- _Task statement_: Only the opening lines of the listing, through the one with "events into one", are to be retyped, each exactly as it stands.

- _Provided entries_:
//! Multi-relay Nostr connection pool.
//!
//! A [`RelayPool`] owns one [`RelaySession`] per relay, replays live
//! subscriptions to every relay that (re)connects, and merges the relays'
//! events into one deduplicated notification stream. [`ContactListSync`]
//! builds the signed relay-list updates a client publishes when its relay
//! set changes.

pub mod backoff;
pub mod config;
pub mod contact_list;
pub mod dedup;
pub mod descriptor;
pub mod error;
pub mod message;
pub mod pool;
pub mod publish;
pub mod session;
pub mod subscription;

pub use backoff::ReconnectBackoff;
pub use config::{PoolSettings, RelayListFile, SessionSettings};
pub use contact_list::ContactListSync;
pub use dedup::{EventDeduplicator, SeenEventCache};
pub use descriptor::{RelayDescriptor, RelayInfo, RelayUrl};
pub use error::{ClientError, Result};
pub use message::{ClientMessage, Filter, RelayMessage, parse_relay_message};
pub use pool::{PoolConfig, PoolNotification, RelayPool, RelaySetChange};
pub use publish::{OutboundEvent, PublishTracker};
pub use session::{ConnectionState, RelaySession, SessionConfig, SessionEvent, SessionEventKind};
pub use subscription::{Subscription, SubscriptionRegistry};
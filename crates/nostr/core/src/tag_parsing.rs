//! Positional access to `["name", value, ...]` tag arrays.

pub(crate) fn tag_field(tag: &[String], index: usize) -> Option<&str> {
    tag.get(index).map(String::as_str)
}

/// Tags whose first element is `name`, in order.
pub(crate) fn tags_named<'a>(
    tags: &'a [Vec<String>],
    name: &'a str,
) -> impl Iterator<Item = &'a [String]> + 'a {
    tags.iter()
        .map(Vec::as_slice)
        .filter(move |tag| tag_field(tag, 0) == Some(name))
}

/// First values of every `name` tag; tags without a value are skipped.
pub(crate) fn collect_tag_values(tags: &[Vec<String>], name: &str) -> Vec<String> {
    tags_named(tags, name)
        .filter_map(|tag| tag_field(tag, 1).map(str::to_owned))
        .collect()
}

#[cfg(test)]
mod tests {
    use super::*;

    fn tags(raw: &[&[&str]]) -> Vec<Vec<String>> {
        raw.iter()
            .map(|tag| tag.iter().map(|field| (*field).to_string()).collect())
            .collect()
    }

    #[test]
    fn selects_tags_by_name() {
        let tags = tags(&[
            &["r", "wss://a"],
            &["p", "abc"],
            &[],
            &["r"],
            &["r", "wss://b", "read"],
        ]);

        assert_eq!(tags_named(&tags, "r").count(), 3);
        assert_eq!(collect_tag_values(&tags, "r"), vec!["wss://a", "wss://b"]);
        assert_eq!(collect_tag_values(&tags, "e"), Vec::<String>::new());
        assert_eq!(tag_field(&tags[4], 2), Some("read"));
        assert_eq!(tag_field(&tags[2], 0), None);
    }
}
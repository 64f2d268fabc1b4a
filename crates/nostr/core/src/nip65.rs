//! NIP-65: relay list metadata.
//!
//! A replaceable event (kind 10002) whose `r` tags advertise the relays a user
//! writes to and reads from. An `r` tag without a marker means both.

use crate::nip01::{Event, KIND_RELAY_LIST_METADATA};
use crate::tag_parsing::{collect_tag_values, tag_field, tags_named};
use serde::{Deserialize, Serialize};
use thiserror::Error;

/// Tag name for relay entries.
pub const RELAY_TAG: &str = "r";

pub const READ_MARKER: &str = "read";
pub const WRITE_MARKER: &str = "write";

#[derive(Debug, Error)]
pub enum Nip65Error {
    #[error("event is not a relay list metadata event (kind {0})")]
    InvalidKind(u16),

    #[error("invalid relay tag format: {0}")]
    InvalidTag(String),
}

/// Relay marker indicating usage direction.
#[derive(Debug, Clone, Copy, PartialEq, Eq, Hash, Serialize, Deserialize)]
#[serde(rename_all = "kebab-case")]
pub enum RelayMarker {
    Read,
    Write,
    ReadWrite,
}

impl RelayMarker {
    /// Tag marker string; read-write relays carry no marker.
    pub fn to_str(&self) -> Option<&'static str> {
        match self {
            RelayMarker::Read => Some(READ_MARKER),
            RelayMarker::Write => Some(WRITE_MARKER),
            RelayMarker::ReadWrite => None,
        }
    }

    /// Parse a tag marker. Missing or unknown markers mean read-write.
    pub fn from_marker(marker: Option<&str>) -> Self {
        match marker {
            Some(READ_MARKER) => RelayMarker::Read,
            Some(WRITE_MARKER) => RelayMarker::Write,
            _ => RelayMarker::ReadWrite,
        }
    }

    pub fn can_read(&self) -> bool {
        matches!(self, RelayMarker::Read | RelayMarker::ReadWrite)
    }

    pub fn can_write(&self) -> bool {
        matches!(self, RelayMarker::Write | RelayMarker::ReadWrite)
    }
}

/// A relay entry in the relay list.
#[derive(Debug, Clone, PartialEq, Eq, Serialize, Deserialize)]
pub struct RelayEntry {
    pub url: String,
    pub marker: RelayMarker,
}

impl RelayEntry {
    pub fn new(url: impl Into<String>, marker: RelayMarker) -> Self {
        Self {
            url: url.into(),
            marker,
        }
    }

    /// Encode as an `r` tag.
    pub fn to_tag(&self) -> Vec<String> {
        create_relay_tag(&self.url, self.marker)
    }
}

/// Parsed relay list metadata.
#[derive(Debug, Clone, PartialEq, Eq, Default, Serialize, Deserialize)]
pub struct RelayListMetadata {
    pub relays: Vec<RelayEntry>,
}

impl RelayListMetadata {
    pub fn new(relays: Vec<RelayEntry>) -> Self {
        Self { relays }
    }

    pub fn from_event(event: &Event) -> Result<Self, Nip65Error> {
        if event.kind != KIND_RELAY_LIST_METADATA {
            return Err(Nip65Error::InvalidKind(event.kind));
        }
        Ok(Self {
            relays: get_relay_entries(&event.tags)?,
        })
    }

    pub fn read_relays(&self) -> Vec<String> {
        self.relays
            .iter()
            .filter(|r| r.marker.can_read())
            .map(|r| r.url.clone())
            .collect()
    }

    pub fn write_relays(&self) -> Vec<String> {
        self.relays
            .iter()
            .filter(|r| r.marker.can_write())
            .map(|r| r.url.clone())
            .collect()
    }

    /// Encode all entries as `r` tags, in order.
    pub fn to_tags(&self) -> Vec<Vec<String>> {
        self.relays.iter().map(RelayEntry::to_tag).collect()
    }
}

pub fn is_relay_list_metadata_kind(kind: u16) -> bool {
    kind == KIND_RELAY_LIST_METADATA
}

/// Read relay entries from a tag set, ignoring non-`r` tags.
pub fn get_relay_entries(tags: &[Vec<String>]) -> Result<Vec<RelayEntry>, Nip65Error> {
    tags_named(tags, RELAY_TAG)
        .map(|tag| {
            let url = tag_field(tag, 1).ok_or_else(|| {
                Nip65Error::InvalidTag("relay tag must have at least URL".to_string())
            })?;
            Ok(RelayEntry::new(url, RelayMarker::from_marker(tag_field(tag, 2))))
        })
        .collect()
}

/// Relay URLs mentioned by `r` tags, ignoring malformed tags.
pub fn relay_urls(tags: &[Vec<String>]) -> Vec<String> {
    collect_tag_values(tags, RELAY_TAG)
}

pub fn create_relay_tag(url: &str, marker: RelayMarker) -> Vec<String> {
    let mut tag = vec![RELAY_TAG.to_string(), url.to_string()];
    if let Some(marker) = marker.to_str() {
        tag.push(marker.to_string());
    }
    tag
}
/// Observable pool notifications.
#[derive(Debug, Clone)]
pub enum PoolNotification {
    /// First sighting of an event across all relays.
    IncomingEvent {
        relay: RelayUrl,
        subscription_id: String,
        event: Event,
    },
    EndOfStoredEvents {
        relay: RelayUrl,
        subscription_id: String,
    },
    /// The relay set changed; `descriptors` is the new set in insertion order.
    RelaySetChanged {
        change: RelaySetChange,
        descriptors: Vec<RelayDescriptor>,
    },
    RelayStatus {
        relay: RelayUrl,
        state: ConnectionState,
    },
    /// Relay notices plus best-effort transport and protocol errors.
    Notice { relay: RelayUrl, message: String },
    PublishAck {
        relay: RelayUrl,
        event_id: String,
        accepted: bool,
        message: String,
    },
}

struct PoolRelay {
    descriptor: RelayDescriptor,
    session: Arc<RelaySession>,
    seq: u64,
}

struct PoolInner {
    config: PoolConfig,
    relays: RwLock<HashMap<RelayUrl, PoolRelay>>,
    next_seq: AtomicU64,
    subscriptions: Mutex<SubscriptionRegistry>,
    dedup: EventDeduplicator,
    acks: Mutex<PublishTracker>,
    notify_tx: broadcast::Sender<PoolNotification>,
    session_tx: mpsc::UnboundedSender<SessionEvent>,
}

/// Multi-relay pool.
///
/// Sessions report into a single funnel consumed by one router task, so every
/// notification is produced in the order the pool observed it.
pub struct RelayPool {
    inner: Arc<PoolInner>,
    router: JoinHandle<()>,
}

- _Result below_:
//! Multi-relay Nostr connection pool.
//!
//! A [`RelayPool`] owns one [`RelaySession`] per relay, replays live
//! subscriptions to every relay that (re)connects, and merges the relays'
//! events into one deduplicated notification stream. [`ContactListSync`]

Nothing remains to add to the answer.